[TASK DETAILS]
Check every line of the material for the word "Defining". Copy those that have it.
-- Opening Marker --
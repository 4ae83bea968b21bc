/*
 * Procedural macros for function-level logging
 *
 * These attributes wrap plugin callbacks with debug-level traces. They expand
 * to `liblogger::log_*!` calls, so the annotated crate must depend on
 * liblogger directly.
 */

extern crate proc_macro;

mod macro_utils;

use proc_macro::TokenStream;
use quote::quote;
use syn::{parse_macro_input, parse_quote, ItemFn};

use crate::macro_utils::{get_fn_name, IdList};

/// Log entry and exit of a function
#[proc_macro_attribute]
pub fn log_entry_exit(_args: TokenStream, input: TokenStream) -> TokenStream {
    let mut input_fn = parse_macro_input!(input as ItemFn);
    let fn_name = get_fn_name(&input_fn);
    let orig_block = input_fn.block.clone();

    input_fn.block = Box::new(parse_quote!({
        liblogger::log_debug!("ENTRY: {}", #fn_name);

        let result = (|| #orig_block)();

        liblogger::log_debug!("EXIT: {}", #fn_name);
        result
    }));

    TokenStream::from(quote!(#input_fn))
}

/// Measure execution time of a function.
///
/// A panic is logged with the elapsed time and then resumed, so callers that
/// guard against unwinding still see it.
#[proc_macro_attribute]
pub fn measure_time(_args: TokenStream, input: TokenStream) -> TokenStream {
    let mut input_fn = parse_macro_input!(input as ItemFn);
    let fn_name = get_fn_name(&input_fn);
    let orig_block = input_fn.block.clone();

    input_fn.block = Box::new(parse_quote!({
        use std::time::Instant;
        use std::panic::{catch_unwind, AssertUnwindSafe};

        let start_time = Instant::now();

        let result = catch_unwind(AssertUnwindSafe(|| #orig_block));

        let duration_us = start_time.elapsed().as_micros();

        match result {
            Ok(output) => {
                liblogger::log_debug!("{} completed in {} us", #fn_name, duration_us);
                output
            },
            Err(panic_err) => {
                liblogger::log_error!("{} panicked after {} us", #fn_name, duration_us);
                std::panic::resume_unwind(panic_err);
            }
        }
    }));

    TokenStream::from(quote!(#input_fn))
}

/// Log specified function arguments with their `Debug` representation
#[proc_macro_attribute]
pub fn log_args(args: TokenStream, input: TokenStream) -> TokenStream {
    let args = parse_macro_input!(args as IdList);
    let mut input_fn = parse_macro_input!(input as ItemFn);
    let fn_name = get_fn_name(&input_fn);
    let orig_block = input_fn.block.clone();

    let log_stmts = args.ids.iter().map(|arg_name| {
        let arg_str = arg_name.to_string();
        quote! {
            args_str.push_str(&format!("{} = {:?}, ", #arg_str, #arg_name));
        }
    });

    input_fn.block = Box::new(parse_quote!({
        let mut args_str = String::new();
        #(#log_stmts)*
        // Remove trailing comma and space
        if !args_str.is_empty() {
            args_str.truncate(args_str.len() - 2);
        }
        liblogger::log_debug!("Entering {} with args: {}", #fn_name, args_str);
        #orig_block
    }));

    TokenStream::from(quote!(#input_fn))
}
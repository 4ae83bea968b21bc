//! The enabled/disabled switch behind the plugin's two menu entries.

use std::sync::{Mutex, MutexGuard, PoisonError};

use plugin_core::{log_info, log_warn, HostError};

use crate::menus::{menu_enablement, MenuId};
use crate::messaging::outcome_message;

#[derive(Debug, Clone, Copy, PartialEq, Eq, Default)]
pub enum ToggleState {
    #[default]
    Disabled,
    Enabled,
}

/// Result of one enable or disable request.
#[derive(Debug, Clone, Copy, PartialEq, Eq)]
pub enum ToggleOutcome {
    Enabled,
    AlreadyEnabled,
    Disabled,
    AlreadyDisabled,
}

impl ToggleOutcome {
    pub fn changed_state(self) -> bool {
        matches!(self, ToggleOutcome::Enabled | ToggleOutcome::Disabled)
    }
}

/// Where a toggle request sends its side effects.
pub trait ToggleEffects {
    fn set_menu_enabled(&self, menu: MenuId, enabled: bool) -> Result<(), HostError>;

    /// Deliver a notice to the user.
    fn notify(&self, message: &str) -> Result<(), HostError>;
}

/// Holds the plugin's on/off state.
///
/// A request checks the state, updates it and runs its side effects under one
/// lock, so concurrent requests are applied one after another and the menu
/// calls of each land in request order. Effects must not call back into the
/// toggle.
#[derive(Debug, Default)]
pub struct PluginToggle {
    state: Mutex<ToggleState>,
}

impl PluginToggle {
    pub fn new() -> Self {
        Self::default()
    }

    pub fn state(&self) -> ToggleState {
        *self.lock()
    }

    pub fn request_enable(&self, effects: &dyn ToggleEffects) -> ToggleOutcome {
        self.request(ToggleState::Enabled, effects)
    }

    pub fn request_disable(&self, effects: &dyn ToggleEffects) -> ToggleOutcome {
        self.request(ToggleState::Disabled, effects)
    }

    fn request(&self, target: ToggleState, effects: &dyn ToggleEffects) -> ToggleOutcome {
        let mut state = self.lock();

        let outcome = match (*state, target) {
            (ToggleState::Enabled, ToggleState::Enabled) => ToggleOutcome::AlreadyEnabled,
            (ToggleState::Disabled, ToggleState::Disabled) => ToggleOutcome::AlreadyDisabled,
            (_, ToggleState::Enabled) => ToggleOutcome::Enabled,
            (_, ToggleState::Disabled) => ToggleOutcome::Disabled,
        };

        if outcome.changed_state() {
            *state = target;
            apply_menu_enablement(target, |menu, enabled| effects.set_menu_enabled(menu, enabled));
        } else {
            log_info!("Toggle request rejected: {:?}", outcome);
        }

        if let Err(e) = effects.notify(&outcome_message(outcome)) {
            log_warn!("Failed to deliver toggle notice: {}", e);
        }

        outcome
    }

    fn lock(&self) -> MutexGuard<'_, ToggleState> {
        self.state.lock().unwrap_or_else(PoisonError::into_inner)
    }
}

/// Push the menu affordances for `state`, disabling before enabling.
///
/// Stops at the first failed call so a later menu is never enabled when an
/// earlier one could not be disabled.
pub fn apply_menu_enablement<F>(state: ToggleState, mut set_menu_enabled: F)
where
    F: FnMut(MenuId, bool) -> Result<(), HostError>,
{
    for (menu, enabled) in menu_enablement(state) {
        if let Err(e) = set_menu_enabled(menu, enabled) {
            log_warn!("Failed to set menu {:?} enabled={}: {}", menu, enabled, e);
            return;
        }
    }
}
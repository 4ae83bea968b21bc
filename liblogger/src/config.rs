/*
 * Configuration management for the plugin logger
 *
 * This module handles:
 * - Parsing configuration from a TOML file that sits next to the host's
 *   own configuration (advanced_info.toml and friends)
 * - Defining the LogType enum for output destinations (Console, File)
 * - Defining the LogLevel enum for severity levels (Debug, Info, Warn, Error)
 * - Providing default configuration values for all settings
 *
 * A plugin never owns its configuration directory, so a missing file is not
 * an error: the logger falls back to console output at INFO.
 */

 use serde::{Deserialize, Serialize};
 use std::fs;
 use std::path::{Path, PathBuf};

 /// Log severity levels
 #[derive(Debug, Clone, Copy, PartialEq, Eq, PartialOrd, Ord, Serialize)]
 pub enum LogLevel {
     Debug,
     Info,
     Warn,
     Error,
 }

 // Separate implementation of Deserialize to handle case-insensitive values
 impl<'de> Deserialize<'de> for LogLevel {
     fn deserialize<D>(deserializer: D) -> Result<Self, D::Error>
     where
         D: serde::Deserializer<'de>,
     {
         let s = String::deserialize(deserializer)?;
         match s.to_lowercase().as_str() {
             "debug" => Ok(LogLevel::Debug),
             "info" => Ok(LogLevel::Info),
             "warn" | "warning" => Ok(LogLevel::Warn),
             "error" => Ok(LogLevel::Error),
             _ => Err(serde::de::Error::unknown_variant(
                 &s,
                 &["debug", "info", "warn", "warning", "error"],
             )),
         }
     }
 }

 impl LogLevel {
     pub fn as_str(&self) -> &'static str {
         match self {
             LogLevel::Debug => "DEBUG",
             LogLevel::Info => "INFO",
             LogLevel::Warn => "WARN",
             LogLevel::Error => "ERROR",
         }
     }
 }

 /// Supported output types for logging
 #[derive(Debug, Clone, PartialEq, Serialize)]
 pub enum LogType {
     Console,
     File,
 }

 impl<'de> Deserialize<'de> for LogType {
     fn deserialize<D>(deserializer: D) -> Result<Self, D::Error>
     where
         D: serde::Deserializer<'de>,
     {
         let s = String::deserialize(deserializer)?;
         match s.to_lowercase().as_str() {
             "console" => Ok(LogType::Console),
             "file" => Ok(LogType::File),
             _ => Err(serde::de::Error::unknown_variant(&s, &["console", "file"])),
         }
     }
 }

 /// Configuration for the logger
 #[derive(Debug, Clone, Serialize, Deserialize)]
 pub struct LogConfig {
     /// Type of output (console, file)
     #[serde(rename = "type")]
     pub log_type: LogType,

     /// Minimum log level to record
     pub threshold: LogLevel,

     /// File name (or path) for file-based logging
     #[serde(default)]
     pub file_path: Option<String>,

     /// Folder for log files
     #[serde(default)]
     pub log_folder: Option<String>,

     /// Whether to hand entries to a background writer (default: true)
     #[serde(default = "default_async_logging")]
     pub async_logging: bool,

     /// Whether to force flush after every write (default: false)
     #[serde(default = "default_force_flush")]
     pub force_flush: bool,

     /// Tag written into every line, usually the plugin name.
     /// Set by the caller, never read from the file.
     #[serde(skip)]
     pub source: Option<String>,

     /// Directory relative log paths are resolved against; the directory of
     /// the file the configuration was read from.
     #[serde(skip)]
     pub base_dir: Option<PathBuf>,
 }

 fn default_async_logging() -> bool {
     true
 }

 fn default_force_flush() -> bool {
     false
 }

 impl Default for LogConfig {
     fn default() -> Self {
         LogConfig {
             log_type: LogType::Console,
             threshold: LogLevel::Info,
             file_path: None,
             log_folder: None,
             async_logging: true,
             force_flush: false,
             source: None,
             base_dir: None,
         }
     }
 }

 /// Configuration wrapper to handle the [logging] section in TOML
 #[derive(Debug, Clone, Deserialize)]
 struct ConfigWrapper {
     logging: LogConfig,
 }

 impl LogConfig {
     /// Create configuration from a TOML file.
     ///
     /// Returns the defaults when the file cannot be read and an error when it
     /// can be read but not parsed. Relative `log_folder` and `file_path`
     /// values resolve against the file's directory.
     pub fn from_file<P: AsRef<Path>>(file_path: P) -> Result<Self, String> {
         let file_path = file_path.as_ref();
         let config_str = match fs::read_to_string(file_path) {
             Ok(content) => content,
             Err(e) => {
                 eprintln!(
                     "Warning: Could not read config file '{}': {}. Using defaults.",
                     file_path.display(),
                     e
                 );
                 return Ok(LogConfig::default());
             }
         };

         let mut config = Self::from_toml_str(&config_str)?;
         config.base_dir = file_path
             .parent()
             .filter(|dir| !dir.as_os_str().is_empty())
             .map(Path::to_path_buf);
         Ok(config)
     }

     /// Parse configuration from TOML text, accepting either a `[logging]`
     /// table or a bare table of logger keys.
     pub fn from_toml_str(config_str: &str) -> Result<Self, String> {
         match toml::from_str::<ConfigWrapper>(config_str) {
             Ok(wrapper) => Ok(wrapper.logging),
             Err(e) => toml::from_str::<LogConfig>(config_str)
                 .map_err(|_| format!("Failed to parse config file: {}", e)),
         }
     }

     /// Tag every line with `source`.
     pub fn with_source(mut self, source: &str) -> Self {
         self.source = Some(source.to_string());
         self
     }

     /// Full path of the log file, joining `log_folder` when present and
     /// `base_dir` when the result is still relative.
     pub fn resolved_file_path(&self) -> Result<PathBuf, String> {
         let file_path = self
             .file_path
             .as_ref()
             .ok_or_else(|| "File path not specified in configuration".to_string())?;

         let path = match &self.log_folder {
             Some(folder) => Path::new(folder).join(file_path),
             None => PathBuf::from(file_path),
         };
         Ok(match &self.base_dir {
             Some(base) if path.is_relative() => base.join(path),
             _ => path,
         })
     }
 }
-- Closing Marker --
[RESULT]
 * - Defining the LogType enum for output destinations (Console, File)
 * - Defining the LogLevel enum for severity levels (Debug, Info, Warn, Error)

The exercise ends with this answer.